Find how many lines in the data below include the word "IntoIterator", then write only that number.

=======

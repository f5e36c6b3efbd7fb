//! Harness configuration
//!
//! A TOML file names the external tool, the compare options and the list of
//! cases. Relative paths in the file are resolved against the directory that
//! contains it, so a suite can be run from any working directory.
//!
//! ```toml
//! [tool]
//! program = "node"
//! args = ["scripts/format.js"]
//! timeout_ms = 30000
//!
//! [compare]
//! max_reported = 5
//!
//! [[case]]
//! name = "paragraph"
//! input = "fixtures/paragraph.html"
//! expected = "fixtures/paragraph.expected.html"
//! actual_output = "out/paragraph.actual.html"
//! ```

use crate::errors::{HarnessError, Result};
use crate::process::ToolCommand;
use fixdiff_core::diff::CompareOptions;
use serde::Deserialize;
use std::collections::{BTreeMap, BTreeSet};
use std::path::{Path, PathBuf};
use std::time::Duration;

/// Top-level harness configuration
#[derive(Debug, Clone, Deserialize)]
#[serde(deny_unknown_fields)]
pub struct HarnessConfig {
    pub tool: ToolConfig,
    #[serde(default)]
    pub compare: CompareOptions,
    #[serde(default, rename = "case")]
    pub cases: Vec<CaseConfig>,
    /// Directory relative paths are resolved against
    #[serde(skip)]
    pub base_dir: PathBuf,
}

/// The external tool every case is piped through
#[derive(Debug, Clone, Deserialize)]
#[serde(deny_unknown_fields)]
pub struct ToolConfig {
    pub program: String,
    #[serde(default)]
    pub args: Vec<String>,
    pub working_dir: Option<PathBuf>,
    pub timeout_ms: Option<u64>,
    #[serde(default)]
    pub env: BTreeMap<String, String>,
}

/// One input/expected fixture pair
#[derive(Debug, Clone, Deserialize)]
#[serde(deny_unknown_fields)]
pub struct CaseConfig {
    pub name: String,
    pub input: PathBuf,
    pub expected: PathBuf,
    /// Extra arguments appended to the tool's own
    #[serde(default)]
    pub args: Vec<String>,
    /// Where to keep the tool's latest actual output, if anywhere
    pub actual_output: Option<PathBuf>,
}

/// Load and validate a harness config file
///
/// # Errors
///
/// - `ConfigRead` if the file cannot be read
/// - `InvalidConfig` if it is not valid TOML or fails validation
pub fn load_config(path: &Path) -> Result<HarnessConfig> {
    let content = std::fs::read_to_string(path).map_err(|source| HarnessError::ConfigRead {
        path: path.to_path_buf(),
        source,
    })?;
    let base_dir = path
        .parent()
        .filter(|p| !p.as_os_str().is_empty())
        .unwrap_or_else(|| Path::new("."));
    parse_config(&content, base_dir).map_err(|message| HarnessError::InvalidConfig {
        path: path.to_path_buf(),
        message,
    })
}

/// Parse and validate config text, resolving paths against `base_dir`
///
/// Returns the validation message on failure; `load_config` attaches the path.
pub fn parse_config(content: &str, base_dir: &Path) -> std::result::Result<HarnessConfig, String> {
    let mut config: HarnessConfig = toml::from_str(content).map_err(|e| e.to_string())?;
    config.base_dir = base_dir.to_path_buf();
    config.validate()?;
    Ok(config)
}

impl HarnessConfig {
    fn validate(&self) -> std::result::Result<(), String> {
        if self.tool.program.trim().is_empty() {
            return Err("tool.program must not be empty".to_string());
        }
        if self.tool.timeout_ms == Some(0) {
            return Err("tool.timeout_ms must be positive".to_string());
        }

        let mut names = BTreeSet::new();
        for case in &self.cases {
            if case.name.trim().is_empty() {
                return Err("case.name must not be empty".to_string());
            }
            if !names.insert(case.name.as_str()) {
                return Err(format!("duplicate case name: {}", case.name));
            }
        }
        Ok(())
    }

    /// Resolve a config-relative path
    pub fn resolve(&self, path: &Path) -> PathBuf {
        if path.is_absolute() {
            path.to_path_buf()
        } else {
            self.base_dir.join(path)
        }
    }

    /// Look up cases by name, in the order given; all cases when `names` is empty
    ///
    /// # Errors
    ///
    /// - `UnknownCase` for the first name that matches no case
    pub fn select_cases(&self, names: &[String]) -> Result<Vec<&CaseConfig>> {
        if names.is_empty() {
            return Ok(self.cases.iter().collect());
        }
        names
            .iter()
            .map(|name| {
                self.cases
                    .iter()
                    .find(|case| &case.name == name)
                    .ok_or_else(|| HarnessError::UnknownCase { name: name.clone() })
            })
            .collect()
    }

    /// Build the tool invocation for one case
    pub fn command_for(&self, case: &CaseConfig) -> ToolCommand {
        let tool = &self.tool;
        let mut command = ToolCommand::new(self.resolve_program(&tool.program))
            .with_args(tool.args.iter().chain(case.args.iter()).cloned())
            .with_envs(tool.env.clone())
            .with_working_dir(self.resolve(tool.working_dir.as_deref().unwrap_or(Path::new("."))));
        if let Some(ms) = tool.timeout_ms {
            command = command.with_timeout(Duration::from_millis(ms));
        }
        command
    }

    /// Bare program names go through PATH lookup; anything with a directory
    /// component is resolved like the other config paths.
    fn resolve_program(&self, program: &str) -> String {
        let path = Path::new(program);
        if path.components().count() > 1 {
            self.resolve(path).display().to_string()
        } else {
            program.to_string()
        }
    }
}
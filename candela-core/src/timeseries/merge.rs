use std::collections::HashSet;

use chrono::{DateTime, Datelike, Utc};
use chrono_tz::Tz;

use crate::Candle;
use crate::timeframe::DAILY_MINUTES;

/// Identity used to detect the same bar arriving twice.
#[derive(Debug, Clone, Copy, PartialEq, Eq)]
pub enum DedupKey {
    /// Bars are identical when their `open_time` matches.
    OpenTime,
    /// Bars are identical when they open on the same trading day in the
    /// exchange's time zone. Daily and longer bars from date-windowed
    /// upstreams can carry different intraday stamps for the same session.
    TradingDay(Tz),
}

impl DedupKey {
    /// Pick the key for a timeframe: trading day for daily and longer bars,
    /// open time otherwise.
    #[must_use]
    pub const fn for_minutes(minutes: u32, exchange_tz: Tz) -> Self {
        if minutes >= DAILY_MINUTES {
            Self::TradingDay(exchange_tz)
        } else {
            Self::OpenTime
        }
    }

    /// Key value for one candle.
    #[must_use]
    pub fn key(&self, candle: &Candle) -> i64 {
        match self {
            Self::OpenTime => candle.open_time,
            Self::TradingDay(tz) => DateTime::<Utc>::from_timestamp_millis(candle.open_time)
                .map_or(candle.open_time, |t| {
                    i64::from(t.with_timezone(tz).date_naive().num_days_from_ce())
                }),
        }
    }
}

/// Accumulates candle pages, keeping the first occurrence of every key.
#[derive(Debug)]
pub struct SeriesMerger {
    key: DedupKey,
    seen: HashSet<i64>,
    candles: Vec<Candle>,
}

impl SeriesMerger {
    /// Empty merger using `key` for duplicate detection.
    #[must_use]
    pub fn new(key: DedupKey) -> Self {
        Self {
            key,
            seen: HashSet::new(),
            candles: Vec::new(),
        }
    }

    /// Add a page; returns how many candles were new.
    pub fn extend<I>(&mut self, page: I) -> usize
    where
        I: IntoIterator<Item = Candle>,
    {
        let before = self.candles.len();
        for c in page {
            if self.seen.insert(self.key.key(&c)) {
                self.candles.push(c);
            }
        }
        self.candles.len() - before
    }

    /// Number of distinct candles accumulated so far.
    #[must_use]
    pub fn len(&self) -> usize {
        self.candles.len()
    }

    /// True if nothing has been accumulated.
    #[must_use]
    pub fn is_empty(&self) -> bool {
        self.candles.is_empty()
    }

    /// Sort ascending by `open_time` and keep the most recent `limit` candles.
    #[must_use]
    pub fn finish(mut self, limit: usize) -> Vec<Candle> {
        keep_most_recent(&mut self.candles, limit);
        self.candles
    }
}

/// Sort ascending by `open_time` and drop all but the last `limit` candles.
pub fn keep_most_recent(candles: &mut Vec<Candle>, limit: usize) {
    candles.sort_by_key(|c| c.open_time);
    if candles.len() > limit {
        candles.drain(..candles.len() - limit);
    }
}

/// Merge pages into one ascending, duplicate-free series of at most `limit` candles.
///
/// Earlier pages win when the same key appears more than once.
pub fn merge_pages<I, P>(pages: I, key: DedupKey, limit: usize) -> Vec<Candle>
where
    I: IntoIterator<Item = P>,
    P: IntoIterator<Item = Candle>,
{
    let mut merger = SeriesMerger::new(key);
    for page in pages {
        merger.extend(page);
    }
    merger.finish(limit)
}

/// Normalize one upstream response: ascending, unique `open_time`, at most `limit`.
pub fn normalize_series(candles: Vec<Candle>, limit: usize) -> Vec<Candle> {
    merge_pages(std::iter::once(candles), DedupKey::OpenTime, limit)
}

=======

RESULT =
3